Torna a Trieste dopo tanti anni in concerto Nathalia Sales, cantante brasiliana che a Trieste ha mosso i primi passi artistici, via via consolidando qui la sua carriera professionale, e oggi risiede a Verona.

Sabato 16 maggio alle 20, nella Sala Teatro Piccola Fenice in via S. Francesco d’Assisi 5, Nathalia propone per l’Associazione Òdoyà “Mãe d’àgua”, un concerto dedicato all’acqua, al mare che troppo spesso divide, ma in questo caso unisce le due terre che più stanno a cuore a Nathalia: Italia e Brasile.
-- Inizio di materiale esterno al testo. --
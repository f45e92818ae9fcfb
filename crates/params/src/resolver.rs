//! Cross-node reference resolution.
//!
//! Finalizing an instance tree walks it in declaration order: each instance's
//! effective table is visited front to back, and an object parameter's child
//! instance is walked completely before the parameter itself is recorded.
//! Every visit:
//! 1. **Binding check:** The instance's node must carry a complete native binding.
//! 2. **Reference binding:** `Self.<p>` reads the same instance, `Parent.<p>` the nearest
//!    enclosing instance that declares `p`; the target is itself resolved first.
//! 3. **Validation:** Every literal and every bound reference is re-checked against its kind.
//!
//! The walk keeps a stack of the `(instance, parameter)` pairs currently being
//! resolved. Reaching a pair that is already on the stack is a cycle and
//! fails immediately, so a cyclic tree is rejected rather than recursed into.
//! The first error stops the walk.

use std::sync::Arc;

use tracing::{debug, trace};

use crate::common::{ConfigError, Result};
use crate::handoff::{FrozenConfiguration, FrozenParam, FrozenValue};
use crate::instance::ConfigurationInstance;
use crate::params::{Cycles, ParamKind, ParameterSpec, RefTarget, Reference, Value};

/// One instance of the tree, addressed by index.
struct Frame<'a> {
    path: String,
    instance: &'a ConfigurationInstance,
    parent: Option<usize>,
    /// `(parameter index, child frame index)` for every object parameter.
    children: Vec<(usize, usize)>,
}

impl Frame<'_> {
    fn child_frame(&self, param: usize) -> Option<usize> {
        self.children.iter().find(|(p, _)| *p == param).map(|(_, c)| *c)
    }

    fn spec(&self, param: usize) -> &ParameterSpec {
        &self.instance.node().params()[param]
    }

    fn label(&self, param: usize) -> String {
        format!("{}.{}", self.path, self.spec(param).name())
    }
}

struct Resolver<'f, 'a> {
    frames: &'f [Frame<'a>],
    resolved: Vec<Vec<Option<FrozenValue>>>,
    stack: Vec<(usize, usize)>,
}

/// Resolves, validates and snapshots the tree rooted at `root`.
///
/// The root's path is its type name.
///
/// # Errors
///
/// * [`ConfigError::MissingBinding`] for an instance whose node has no binding.
/// * [`ConfigError::UnresolvedReference`] when no target instance declares the parameter.
/// * [`ConfigError::CyclicReference`] when a reference chain loops.
/// * [`ConfigError::TypeMismatch`] when a value (literal or bound) does not match its kind.
pub fn resolve(root: &ConfigurationInstance) -> Result<FrozenConfiguration> {
    let mut frames = Vec::new();
    let _ = push_frame(&mut frames, root, root.type_name().to_string(), None);

    let mut resolver = Resolver {
        frames: &frames,
        resolved: frames
            .iter()
            .map(|f| vec![None; f.instance.values().len()])
            .collect(),
        stack: Vec::new(),
    };

    let frozen = resolver.resolve_frame(0)?;
    debug!(root = %frozen.path(), instances = frames.len(), "finalized configuration");
    Ok(frozen)
}

/// Appends `instance` and its object-held descendants in pre-order.
fn push_frame<'a>(
    frames: &mut Vec<Frame<'a>>,
    instance: &'a ConfigurationInstance,
    path: String,
    parent: Option<usize>,
) -> usize {
    let index = frames.len();
    frames.push(Frame {
        path,
        instance,
        parent,
        children: Vec::new(),
    });

    for (p, (spec, value)) in instance.entries().enumerate() {
        if let Value::Object(child) = value {
            let child_path = format!("{}.{}", frames[index].path, spec.name());
            let c = push_frame(frames, child, child_path, Some(index));
            frames[index].children.push((p, c));
        }
    }
    index
}

impl Resolver<'_, '_> {
    fn resolve_frame(&mut self, f: usize) -> Result<FrozenConfiguration> {
        let frames = self.frames;
        let frame = &frames[f];
        let node = frame.instance.node();

        let binding = node
            .binding()
            .filter(|b| b.is_complete())
            .cloned()
            .ok_or_else(|| ConfigError::MissingBinding {
                type_name: node.type_name().to_string(),
                path: frame.path.clone(),
            })?;

        let mut params = Vec::with_capacity(node.params().len());
        let mut children = Vec::new();
        for (p, spec) in node.params().iter().enumerate() {
            if let Some(c) = frame.child_frame(p) {
                children.push(Arc::new(self.resolve_frame(c)?));
            }
            let value = self.resolve_param(f, p)?;
            params.push(FrozenParam::new(spec.name(), value));
        }

        Ok(FrozenConfiguration::new(
            frame.path.clone(),
            node.type_name(),
            binding,
            params,
            children,
        ))
    }

    fn resolve_param(&mut self, f: usize, p: usize) -> Result<FrozenValue> {
        if let Some(done) = &self.resolved[f][p] {
            return Ok(done.clone());
        }

        let frames = self.frames;
        let frame = &frames[f];
        let spec = frame.spec(p);

        if let Some(start) = self.stack.iter().position(|e| *e == (f, p)) {
            let mut cycle: Vec<String> = self.stack[start..]
                .iter()
                .map(|(g, q)| frames[*g].label(*q))
                .collect();
            cycle.push(frame.label(p));
            return Err(ConfigError::CyclicReference { cycle });
        }

        let value = match (&frame.instance.values()[p], frame.child_frame(p)) {
            (Value::Object(_), Some(c)) => {
                let child = &frames[c];
                FrozenValue::Object {
                    binding: child
                        .instance
                        .node()
                        .binding()
                        .map(|b| b.name().to_string())
                        .unwrap_or_default(),
                    path: child.path.clone(),
                }
            }
            (Value::Ref(reference), _) => {
                let (tf, tp) = self.locate(f, p, reference)?;
                self.stack.push((f, p));
                let target = self.resolve_param(tf, tp);
                let _ = self.stack.pop();
                let target = target?;
                trace!(
                    param = %frame.label(p),
                    reference = %reference,
                    source = %frames[tf].label(tp),
                    "bound reference"
                );
                rebind(spec, &frame.label(p), target)?
            }
            (literal, _) => freeze(spec, &frame.label(p), literal.clone())?,
        };

        self.resolved[f][p] = Some(value.clone());
        Ok(value)
    }

    /// Finds the `(frame, parameter)` a reference reads from.
    fn locate(&self, f: usize, p: usize, reference: &Reference) -> Result<(usize, usize)> {
        let frames = self.frames;
        let frame = &frames[f];
        let name = reference.param();

        let found = match reference.target() {
            RefTarget::This => frame.instance.node().index_of(name).map(|i| (f, i)),
            RefTarget::Parent => std::iter::successors(frame.parent, |g| frames[*g].parent)
                .find_map(|g| frames[g].instance.node().index_of(name).map(|i| (g, i))),
        };

        found.ok_or_else(|| ConfigError::UnresolvedReference {
            path: frame.path.clone(),
            param: frame.spec(p).name().to_string(),
            reference: reference.to_string(),
        })
    }
}

/// Validates a literal and converts it to its frozen form.
fn freeze(spec: &ParameterSpec, label: &str, value: Value) -> Result<FrozenValue> {
    let frozen = match (spec.kind(), spec.kind().check(label, value)?) {
        (_, Value::UInt(v)) => FrozenValue::UInt(v),
        (_, Value::Int(v)) => FrozenValue::Int(v),
        (_, Value::Bool(v)) => FrozenValue::Bool(v),
        (_, Value::Cycles(c)) => FrozenValue::Cycles(c.get()),
        (ParamKind::Enum(ty), Value::Enum(variant)) => FrozenValue::Enum {
            enumeration: ty.name().to_string(),
            ordinal: ty.resolve(&variant)?,
            variant,
        },
        (kind, other) => return Err(kind.mismatch(label, &other)),
    };
    Ok(frozen)
}

/// Re-checks a value read through a reference against the referencing parameter's kind.
fn rebind(spec: &ParameterSpec, label: &str, target: FrozenValue) -> Result<FrozenValue> {
    let value = match target {
        FrozenValue::UInt(v) => Value::UInt(v),
        FrozenValue::Int(v) => Value::Int(v),
        FrozenValue::Bool(v) => Value::Bool(v),
        FrozenValue::Cycles(v) => Value::Cycles(Cycles(v)),
        FrozenValue::Enum {
            enumeration,
            variant,
            ..
        } => match spec.kind().enum_type() {
            Some(ty) if ty.name() == enumeration => Value::Enum(variant),
            _ => {
                return Err(ConfigError::mismatch(
                    label,
                    spec.kind(),
                    format_args!("'{variant}' ({enumeration})"),
                ));
            }
        },
        FrozenValue::Object { path, .. } => {
            return Err(ConfigError::mismatch(
                label,
                spec.kind(),
                format_args!("object at {path}"),
            ));
        }
    };
    freeze(spec, label, value)
}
Un viaggio tra sirene, dee del mare, canzone d’autore italiana e grandi classici della musica brasiliana. Un viaggio tra due lingue, due culture.

La accompagnano Pai Benni alla chitarra, Carolina Moreira e Marino Bonazza alle percussioni. Informazioni al numero 334.73881763.

Nata a Rio de Janeiro e maturata artisticamente a Trieste, Nathalia Sales ha iniziato a cantare in pubblico da adolescente, e nonostante la giovane età può vantare al suo attivo una cospicua attività costituita da centinaia di concerti in tutta Italia.

Si muove innanzitutto nel vasto ambito della musica brasiliana, di cui è un’attenta studiosa, a partire dalla grande tradizione del samba e della bossa nova, che interpreta sia nell’originale portoghese che in traduzione italiana: dai grandi classici di Tom Jobim, Vinicius de Moraes, João Gilberto, Chico Buarque de Hollanda, Caetano Veloso, Gilberto Gil, Milton Nascimento a esponenti di generazioni più recenti quali Djavan, Ivan Lins, Chico César e altri.

Ma Nathalia è anche appassionata e interprete della miglior canzone d’autore italiana. Ha allestito interi concerti monografici dedicati agrandi cantautori come Luigi Tenco, Gino Paoli, Bruno Lauzi, Lucio Dalla.

Coltiva una particolare predisposizione per le relazioni musicali che legano Brasile e Italia, alle quali ha dedicato concerti con canzoni attinte dai repertori di Ornella Vanoni, Mina, Fiorella Mannoia, Domenico Modugno, Lucio Dalla, Sergio Endrigo, Pino Donaggio, Ivano Fossati, Stefano Bollani e finanche dalla canzone napoletana classica.

Autrice lei stessa di testi per canzone, con una propensione per i temi intimisti, Nathalia propone dal vivo una musica raffinata in trio o quartetto con arrangiamenti e musicisti anche di matrice jazz, in ossequio alla lunga tradizione di eclettismo della musica brasiliana.

Recentemente ha costituito con alcuni musicisti di fama nazionale, capeggiati dal fisarmonicista Titti Castrini, il gruppo Noticias do Brasil, che propone autori che si sono evoluti seguendoprogressivamente la genesi e lo sviluppo della bossa nova, creando di conseguenza modalità nuove di cantare e suonare che attraversano un po’ tutto il Brasile.

Discograficamente, dopo una prima uscita nel 2021, ha pubblicato nel 2022 l’album “Tenco per il Tenco”, tutto su Luigi Tenco, e nel 2024 l’album “Isto è Bossa Nova”, seguito nello stesso anno da un singolo con la canzone inedita “L’ultima innocenza” regalatale da due firme prestigiose della canzone d’autore, Pino Pavone e Marco Ongaro, con l’arrangiamento del friuliano Remo Anzovino. 

Nel frattempo, a settembre 2025, è uscito l’album “Sapore di Sales”, dove il titolo gioca con il cognome dell’artista abbinato al capolavoro di Gino Paoli, al cui repertorio è interamente dedicato il disco. A dicembre Nathalia ha pubblicato invece un EP di canzoni fortementerappresentative del Nord-Est brasiliano, che è parte delle sue origini. Uno dei quattro brani è stato registrato con l’apporto generoso di tre cori per un totale di una quarantina di ospiti.

Da poco è uscito l’album “Anime delle due Sicilie” dove Nathalia è voce ospite di uno straordinario pezzo, “Vite perse”, scritto da Alfio Antico, Jennà Romano e Patrizio Trampetti, con i cui dialetti siciliano e napoletano lei dialoga in portoghese, creando così un ponte fra Brasile, Sicilia e Napoli.

In questo 2026 Nathalia sta preparando un album di canzoni inedite scritte ed ispirate a lei da vari autori italiani di pregio.